Because in Spring do we feel tired? The body and brain are simply trying to adapt to a new rhythm. This feeling of exhaustion and brain fog has a name precise: asthenia or spring fatigue, a real physiological phenomenon that affects so many people just when the days finally they lengthen and temperatures rise.
But why does this decline occur drastic? And, above all, how to get out of it without dragging yourself up to summer? Let's find out the causes, symptoms and most effective strategies for overcome the obstacle.
The arrival of spring breaks during the winter, the body had become accustomed to certain temperatures and a reduced number of daylight hours. The human body, in fact, it is a complex and highly habitual machine, regulated by a Internal biological clock called circadian rhythm.
The fatigue that comes with the gearbox The season in spring is mainly caused by three physiological factors:

The signs of this condition do not They are only physical, but they also hit cognitive performance hard. Symptoms of the most common spring fatigue include:
It is important distinguish between a normal seasonal adaptation and something more serious. Spring fatigue lasts typically two to three weeks, after which symptoms tend to disappear on their own.
If exhaustion persists for months, does not improve with rest and severely compromises your routine, may it is chronic fatigue syndrome or specific deficiencies (such as iron or vitamin D), situations that always require the advice of a doctor.
To regain energy and overcome the spring sickness, it is preferable to avoid everything that is counterproductive, such as caffeine abuse or afternoon naps that are too long. An approach is needed that involves multiple fronts, fully supporting the body and the during the transition. Here are the remedies for spring fatigue more valid.
The brain needs water to function well. Often fatigue is the first symptom of dehydration. Increases water consumption and brings to the table foods rich in B vitamins, magnesium and potassium (dried fruits, leafy greens, whole grains) that support the energy metabolism.
To reset your circadian rhythm, expose yourself in natural sunlight within the first 30 minutes of waking up. This It blocks the production of residual melatonin and signals to the brain that it's time to take action.
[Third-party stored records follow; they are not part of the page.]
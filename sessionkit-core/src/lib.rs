//! Sessionkit Core Library
//!
//! Pure, stateless building blocks for the client session manager:
//! - Credentials are compact three-part signed-claim tokens; the codec
//!   decodes and (for locally synthesized credentials) encodes them
//! - The expiry policy decides validity and refresh timing from claims
//! - A principal is the local projection of the signed-in user

pub mod credential;
pub mod expiry;
pub mod principal;
pub mod error;

pub use credential::{Claims, Credential};
pub use principal::{Principal, PrincipalUpdate};
pub use error::Error;

/// Result type for sessionkit-core operations
pub type Result<T> = std::result::Result<T, Error>;
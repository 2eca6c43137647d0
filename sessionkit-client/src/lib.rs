//! Sessionkit Client
//!
//! Client-side session lifecycle manager: establishes, persists,
//! validates, refreshes, and revokes a user's credential across page
//! reloads and a cooperating external agent. The in-memory session is
//! authoritative for the current tab; the durable store is a best-effort
//! mirror, and the sync bridge fans changes out to the agent.

pub mod auth;
pub mod config;
pub mod error;
pub mod scheduler;
pub mod session;
pub mod storage;
pub mod sync;

pub use auth::{
    AuthService, ExchangeError, ExchangeResponse, FederatedResponse, LoginRequest,
    RefreshResponse,
};
pub use config::SessionConfig;
pub use error::{AuthFailure, ClientError};
pub use scheduler::RefreshScheduler;
pub use session::{SessionManager, SessionSnapshot, SessionStatus};
pub use storage::{InMemoryStore, KeyValueStore, StoreAdapter};
pub use sync::{SyncBridge, SyncEvent, SyncNotifier};
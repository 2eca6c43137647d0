//! Session manager configuration

use serde::Deserialize;

use sessionkit_core::credential::SYNTHESIZED_ISSUER;
use sessionkit_core::expiry::DEFAULT_REFRESH_BUFFER_SECS;

#[derive(Debug, Clone, Deserialize)]
pub struct SessionConfig {
    /// How close to expiry a credential may get before background refresh
    pub refresh_buffer_secs: i64,

    /// How often the refresh scheduler checks the credential, in seconds
    pub refresh_interval_secs: u64,

    /// Lifetime of a synthesized fallback credential, in seconds
    pub fallback_ttl_secs: i64,

    /// Issuer marker written into synthesized credentials
    pub fallback_issuer: String,
}

impl Default for SessionConfig {
    fn default() -> Self {
        Self {
            refresh_buffer_secs: DEFAULT_REFRESH_BUFFER_SECS,
            refresh_interval_secs: 60,
            fallback_ttl_secs: 7 * 24 * 3600,
            fallback_issuer: SYNTHESIZED_ISSUER.to_string(),
        }
    }
}

impl SessionConfig {
    pub fn fallback_ttl(&self) -> chrono::Duration {
        chrono::Duration::seconds(self.fallback_ttl_secs)
    }
}
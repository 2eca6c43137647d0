//! Shared test fixtures: a programmable mock auth service and a
//! fully wired session manager over an in-memory store

#![allow(dead_code)]

use std::sync::atomic::{AtomicUsize, Ordering};
use std::sync::{Arc, Mutex};

use async_trait::async_trait;
use tokio::sync::Semaphore;

use sessionkit_client::auth::{
    AuthService, ExchangeError, ExchangeResponse, FederatedResponse, LoginRequest,
    RefreshResponse,
};
use sessionkit_client::{
    InMemoryStore, SessionConfig, SessionManager, StoreAdapter, SyncBridge,
};
use sessionkit_core::{Principal, PrincipalUpdate};

/// Remote auth service double with programmable responses and
/// invocation counters
pub struct MockAuthService {
    pub login_result: Mutex<Result<ExchangeResponse, ExchangeError>>,
    pub federated_result: Mutex<Result<FederatedResponse, ExchangeError>>,
    pub refresh_result: Mutex<Result<RefreshResponse, ExchangeError>>,
    pub revoke_result: Mutex<Result<(), ExchangeError>>,
    pub update_result: Mutex<Result<Principal, ExchangeError>>,

    pub login_calls: AtomicUsize,
    pub federated_calls: AtomicUsize,
    pub refresh_calls: AtomicUsize,
    pub revoke_calls: AtomicUsize,

    /// When set, `refresh` blocks on a permit so tests can hold an
    /// exchange in flight
    pub refresh_gate: Mutex<Option<Arc<Semaphore>>>,
}

impl Default for MockAuthService {
    fn default() -> Self {
        Self {
            login_result: Mutex::new(Err(ExchangeError("no login stub".into()))),
            federated_result: Mutex::new(Err(ExchangeError("no federated stub".into()))),
            refresh_result: Mutex::new(Err(ExchangeError("no refresh stub".into()))),
            revoke_result: Mutex::new(Ok(())),
            update_result: Mutex::new(Err(ExchangeError("no update stub".into()))),
            login_calls: AtomicUsize::new(0),
            federated_calls: AtomicUsize::new(0),
            refresh_calls: AtomicUsize::new(0),
            revoke_calls: AtomicUsize::new(0),
            refresh_gate: Mutex::new(None),
        }
    }
}

impl MockAuthService {
    pub fn stub_login(&self, result: Result<ExchangeResponse, ExchangeError>) {
        *self.login_result.lock().unwrap() = result;
    }

    pub fn stub_federated(&self, result: Result<FederatedResponse, ExchangeError>) {
        *self.federated_result.lock().unwrap() = result;
    }

    pub fn stub_refresh(&self, result: Result<RefreshResponse, ExchangeError>) {
        *self.refresh_result.lock().unwrap() = result;
    }

    pub fn stub_revoke(&self, result: Result<(), ExchangeError>) {
        *self.revoke_result.lock().unwrap() = result;
    }

    pub fn stub_update(&self, result: Result<Principal, ExchangeError>) {
        *self.update_result.lock().unwrap() = result;
    }

    /// Hold refreshes in flight until the returned semaphore gets permits
    pub fn gate_refresh(&self) -> Arc<Semaphore> {
        let gate = Arc::new(Semaphore::new(0));
        *self.refresh_gate.lock().unwrap() = Some(Arc::clone(&gate));
        gate
    }
}

#[async_trait]
impl AuthService for MockAuthService {
    async fn login(&self, _request: &LoginRequest) -> Result<ExchangeResponse, ExchangeError> {
        self.login_calls.fetch_add(1, Ordering::SeqCst);
        self.login_result.lock().unwrap().clone()
    }

    async fn federated_login(
        &self,
        _assertion: &str,
    ) -> Result<FederatedResponse, ExchangeError> {
        self.federated_calls.fetch_add(1, Ordering::SeqCst);
        self.federated_result.lock().unwrap().clone()
    }

    async fn refresh(&self, _credential: &str) -> Result<RefreshResponse, ExchangeError> {
        self.refresh_calls.fetch_add(1, Ordering::SeqCst);

        let gate = self.refresh_gate.lock().unwrap().clone();
        if let Some(gate) = gate {
            let permit = gate.acquire().await.map_err(|_| {
                ExchangeError("refresh gate closed".into())
            })?;
            permit.forget();
        }

        self.refresh_result.lock().unwrap().clone()
    }

    async fn revoke(&self, _credential: &str) -> Result<(), ExchangeError> {
        self.revoke_calls.fetch_add(1, Ordering::SeqCst);
        self.revoke_result.lock().unwrap().clone()
    }

    async fn update_profile(
        &self,
        _credential: &str,
        _update: &PrincipalUpdate,
    ) -> Result<Principal, ExchangeError> {
        self.update_result.lock().unwrap().clone()
    }
}

/// A fully wired manager plus handles to its collaborators
pub struct TestHarness {
    pub store: Arc<InMemoryStore>,
    pub auth: Arc<MockAuthService>,
    pub manager: Arc<SessionManager>,
}

pub fn create_harness() -> TestHarness {
    let store = Arc::new(InMemoryStore::new());
    let auth = Arc::new(MockAuthService::default());
    let adapter = StoreAdapter::new(store.clone());
    let (bridge, _cell) = SyncBridge::standard(adapter.clone());

    let manager = Arc::new(SessionManager::new(
        adapter,
        auth.clone(),
        bridge,
        SessionConfig::default(),
    ));

    TestHarness {
        store,
        auth,
        manager,
    }
}

/// Encode a service-style credential with the given expiry
pub fn make_token(subject_id: &str, email: &str, expires_at: i64) -> String {
    use base64::{engine::general_purpose::URL_SAFE_NO_PAD, Engine};

    let header = URL_SAFE_NO_PAD.encode(r#"{"alg":"EdDSA","typ":"JWT"}"#);
    let payload = URL_SAFE_NO_PAD.encode(format!(
        r#"{{"subjectId":"{}","email":"{}","issuedAt":0,"expiresAt":{}}}"#,
        subject_id, email, expires_at
    ));
    format!("{}.{}.signature", header, payload)
}

pub fn make_principal(subject_id: &str, email: &str) -> Principal {
    Principal {
        subject_id: subject_id.to_string(),
        email: email.to_string(),
        display_name: None,
    }
}

/// Write an authenticated record directly into the store, as a previous
/// tab session would have left it
pub fn persist_session(store: &InMemoryStore, token: &str, principal: &Principal) {
    use sessionkit_client::KeyValueStore;

    store.set("token", token).unwrap();
    store
        .set("currentUser", &serde_json::to_string(principal).unwrap())
        .unwrap();
    store.set("isAuthenticated", "true").unwrap();
}

/// One hour from now, in Unix seconds
pub fn in_one_hour() -> i64 {
    chrono::Utc::now().timestamp() + 3600
}

/// One hour ago, in Unix seconds
pub fn one_hour_ago() -> i64 {
    chrono::Utc::now().timestamp() - 3600
}
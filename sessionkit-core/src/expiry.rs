//! Expiry policy for credentials
//!
//! Pure time arithmetic over decoded claims. A credential that fails to
//! decode never reaches this module; the session manager treats it as
//! expired (fail closed for session validity only).

use crate::credential::Claims;

/// How close to expiry a credential may get before it should be refreshed
pub const DEFAULT_REFRESH_BUFFER_SECS: i64 = 600;

/// Whether the credential has expired as of `now` (Unix seconds)
pub fn is_expired(claims: &Claims, now: i64) -> bool {
    claims.expires_at <= now
}

/// Seconds until expiry as of `now`; negative once expired
pub fn remaining_seconds(claims: &Claims, now: i64) -> i64 {
    claims.expires_at - now
}

/// Whether the credential is still valid but inside the refresh window
pub fn needs_refresh(claims: &Claims, now: i64, buffer_secs: i64) -> bool {
    let remaining = remaining_seconds(claims, now);
    remaining > 0 && remaining <= buffer_secs
}

/// Validity check for session restore
pub fn ensure_valid(claims: &Claims, now: i64) -> crate::Result<()> {
    if is_expired(claims, now) {
        Err(crate::Error::Expired)
    } else {
        Ok(())
    }
}
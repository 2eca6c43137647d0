//! External sync bridge
//!
//! A cooperating agent (a browser extension in the original deployment)
//! needs to observe this tab's session changes, but no single delivery
//! mechanism is guaranteed to be observed. The bridge fans each event out
//! to a list of independent notifier strategies; a failing channel is
//! logged and skipped so the remaining channels still fire. The bridge
//! itself never errors.

use std::sync::{Arc, RwLock};

use chrono::Utc;
use serde::{Deserialize, Serialize};

use sessionkit_core::Principal;

use crate::error::ClientError;
use crate::storage::{keys, StoreAdapter};

/// A session change broadcast to the cooperating agent
#[derive(Debug, Clone, PartialEq, Serialize, Deserialize)]
#[serde(tag = "type", rename_all = "camelCase")]
pub enum SyncEvent {
    SessionUpdated {
        credential: String,
        principal: Principal,
        timestamp: i64,
    },
    LoggedOut {
        timestamp: i64,
    },
}

impl SyncEvent {
    pub fn session_updated(credential: &str, principal: &Principal) -> Self {
        Self::SessionUpdated {
            credential: credential.to_string(),
            principal: principal.clone(),
            timestamp: Utc::now().timestamp(),
        }
    }

    pub fn logged_out() -> Self {
        Self::LoggedOut {
            timestamp: Utc::now().timestamp(),
        }
    }
}

/// A single delivery channel to the cooperating agent
pub trait SyncNotifier: Send + Sync {
    /// Channel name, for diagnostics
    fn name(&self) -> &str;

    /// Deliver one event; failure must not affect other channels
    fn notify(&self, event: &SyncEvent) -> Result<(), ClientError>;
}

/// Fan-out over all configured delivery channels
#[derive(Default)]
pub struct SyncBridge {
    notifiers: Vec<Box<dyn SyncNotifier>>,
}

impl SyncBridge {
    pub fn new(notifiers: Vec<Box<dyn SyncNotifier>>) -> Self {
        Self { notifiers }
    }

    /// Bridge with the channels that need no host wiring: the storage
    /// mirror and the polled shared cell. Returns the cell handle so the
    /// agent side can read it. Broadcast and callback channels depend on
    /// the embedding, so callers `push` those separately.
    pub fn standard(adapter: StoreAdapter) -> (Self, Arc<RwLock<Option<SyncEvent>>>) {
        let shared = SharedCellNotifier::new();
        let cell = shared.cell();
        let bridge = Self::new(vec![
            Box::new(StorageMirrorNotifier::new(adapter)),
            Box::new(shared),
        ]);
        (bridge, cell)
    }

    pub fn push(&mut self, notifier: Box<dyn SyncNotifier>) {
        self.notifiers.push(notifier);
    }

    /// Deliver an event on every channel, isolating failures
    pub fn broadcast(&self, event: &SyncEvent) {
        for notifier in &self.notifiers {
            if let Err(e) = notifier.notify(event) {
                tracing::warn!(channel = notifier.name(), error = %e, "Sync channel failed");
            }
        }
    }
}

/// Mirrors the session into distinguished store keys
///
/// Other execution contexts observe these writes via storage-change
/// events. Goes through the `StoreAdapter` so session keys keep a single
/// write path.
pub struct StorageMirrorNotifier {
    adapter: StoreAdapter,
}

impl StorageMirrorNotifier {
    pub fn new(adapter: StoreAdapter) -> Self {
        Self { adapter }
    }
}

impl SyncNotifier for StorageMirrorNotifier {
    fn name(&self) -> &str {
        "storage-mirror"
    }

    fn notify(&self, event: &SyncEvent) -> Result<(), ClientError> {
        match event {
            SyncEvent::SessionUpdated {
                credential,
                principal,
                timestamp,
            } => {
                self.adapter.set_string(keys::SYNC_TOKEN, credential);
                self.adapter.set_json(keys::SYNC_CURRENT_USER, principal);
                self.adapter
                    .set_string(keys::SYNC_TIMESTAMP, &timestamp.to_string());
            }
            SyncEvent::LoggedOut { timestamp } => {
                self.adapter.remove(keys::SYNC_TOKEN);
                self.adapter.remove(keys::SYNC_CURRENT_USER);
                self.adapter
                    .set_string(keys::SYNC_TIMESTAMP, &timestamp.to_string());
            }
        }
        Ok(())
    }
}

/// In-process event channel (the custom-event analog)
pub struct BroadcastNotifier {
    tx: tokio::sync::broadcast::Sender<SyncEvent>,
}

impl BroadcastNotifier {
    pub fn new(capacity: usize) -> Self {
        let (tx, _) = tokio::sync::broadcast::channel(capacity);
        Self { tx }
    }

    pub fn subscribe(&self) -> tokio::sync::broadcast::Receiver<SyncEvent> {
        self.tx.subscribe()
    }
}

impl SyncNotifier for BroadcastNotifier {
    fn name(&self) -> &str {
        "broadcast"
    }

    fn notify(&self, event: &SyncEvent) -> Result<(), ClientError> {
        // No receivers is not a delivery failure
        let _ = self.tx.send(event.clone());
        Ok(())
    }
}

/// User-supplied delivery hook (the window-message analog)
pub struct CallbackNotifier {
    callback: Box<dyn Fn(&SyncEvent) + Send + Sync>,
}

impl CallbackNotifier {
    pub fn new(callback: impl Fn(&SyncEvent) + Send + Sync + 'static) -> Self {
        Self {
            callback: Box::new(callback),
        }
    }
}

impl SyncNotifier for CallbackNotifier {
    fn name(&self) -> &str {
        "callback"
    }

    fn notify(&self, event: &SyncEvent) -> Result<(), ClientError> {
        (self.callback)(event);
        Ok(())
    }
}

/// Last-resort synchronous fallback: the latest event in a shared slot
/// that the agent can poll (the well-known-global analog)
#[derive(Default)]
pub struct SharedCellNotifier {
    cell: Arc<RwLock<Option<SyncEvent>>>,
}

impl SharedCellNotifier {
    pub fn new() -> Self {
        Self::default()
    }

    /// Handle the agent reads the latest event from
    pub fn cell(&self) -> Arc<RwLock<Option<SyncEvent>>> {
        Arc::clone(&self.cell)
    }
}

impl SyncNotifier for SharedCellNotifier {
    fn name(&self) -> &str {
        "shared-cell"
    }

    fn notify(&self, event: &SyncEvent) -> Result<(), ClientError> {
        *self.cell.write().unwrap() = Some(event.clone());
        Ok(())
    }
}
//! The signed-in user's profile projection

use serde::{Deserialize, Serialize};

/// Who is signed in, as far as this client knows
#[derive(Debug, Clone, PartialEq, Eq, Serialize, Deserialize)]
pub struct Principal {
    /// Stable identifier of the user
    #[serde(rename = "subjectId")]
    pub subject_id: String,

    /// Email address
    pub email: String,

    /// Display name, if the profile has one
    #[serde(rename = "displayName", default, skip_serializing_if = "Option::is_none")]
    pub display_name: Option<String>,
}

/// Partial profile update merged into a `Principal`
#[derive(Debug, Clone, Default, Serialize, Deserialize)]
pub struct PrincipalUpdate {
    #[serde(default, skip_serializing_if = "Option::is_none")]
    pub email: Option<String>,

    #[serde(rename = "displayName", default, skip_serializing_if = "Option::is_none")]
    pub display_name: Option<String>,
}

impl Principal {
    /// Merge a partial update into this principal; unset fields are kept
    pub fn merge(&mut self, update: &PrincipalUpdate) {
        if let Some(email) = &update.email {
            self.email = email.clone();
        }
        if let Some(display_name) = &update.display_name {
            self.display_name = Some(display_name.clone());
        }
    }
}

#[cfg(test)]
mod tests {
    use super::*;

    #[test]
    fn test_merge_keeps_unset_fields() {
        let mut principal = Principal {
            subject_id: "u-1".to_string(),
            email: "old@example.com".to_string(),
            display_name: Some("Old Name".to_string()),
        };

        principal.merge(&PrincipalUpdate {
            email: Some("new@example.com".to_string()),
            display_name: None,
        });

        assert_eq!(principal.email, "new@example.com");
        assert_eq!(principal.display_name.as_deref(), Some("Old Name"));
        assert_eq!(principal.subject_id, "u-1");
    }
}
In the evening, maintain regular schedules and avoid blue screens before sleeping at least 7-8 hours.
You don't have to prepare for a marathon, But doing moderate physical activity such as a brisk walk or a game of padel stimulates circulation and the release of endorphins, counteracting torpor. If it's complicated to carve out some time For sport, it is useful to make some changes in the daily routine: prefer the bike or walk instead of taking the car, when possible.
When maturities accumulate and the Brain fog hits, a smart break is needed. It is essential to unplug regularly. For those looking for practical support during intense or Endless working days, S-Nap Shot is the functional drink formulated by neuroscientists to support the focus. Thanks to a perfectly balanced mix in which ingredients such as spirulina stand out and ginseng, a powerful adaptogenic plant extract that helps the body manage the psychophysical stress, it is ideal for refocusing on your goals: try it immediately and recharge your mind with brain fuel.
In most cases, the body It takes 15 to 20 days to adapt to the new rhythms of light and temperature. If symptoms exceed a month, it is advisable to consult a doctor.
Abusing caffeine can have the opposite effect: it increases cortisol peaks and nervous agitation, followed by an energy "crash" that worsens fatigue. È it is preferable to focus on hydration, functional drinks and extracts adaptogens such as ginseng.
The longest and brightest days alter melatonin secretion. If your bedroom is not sufficiently dark, the brain struggles to reach the sleep phases deep.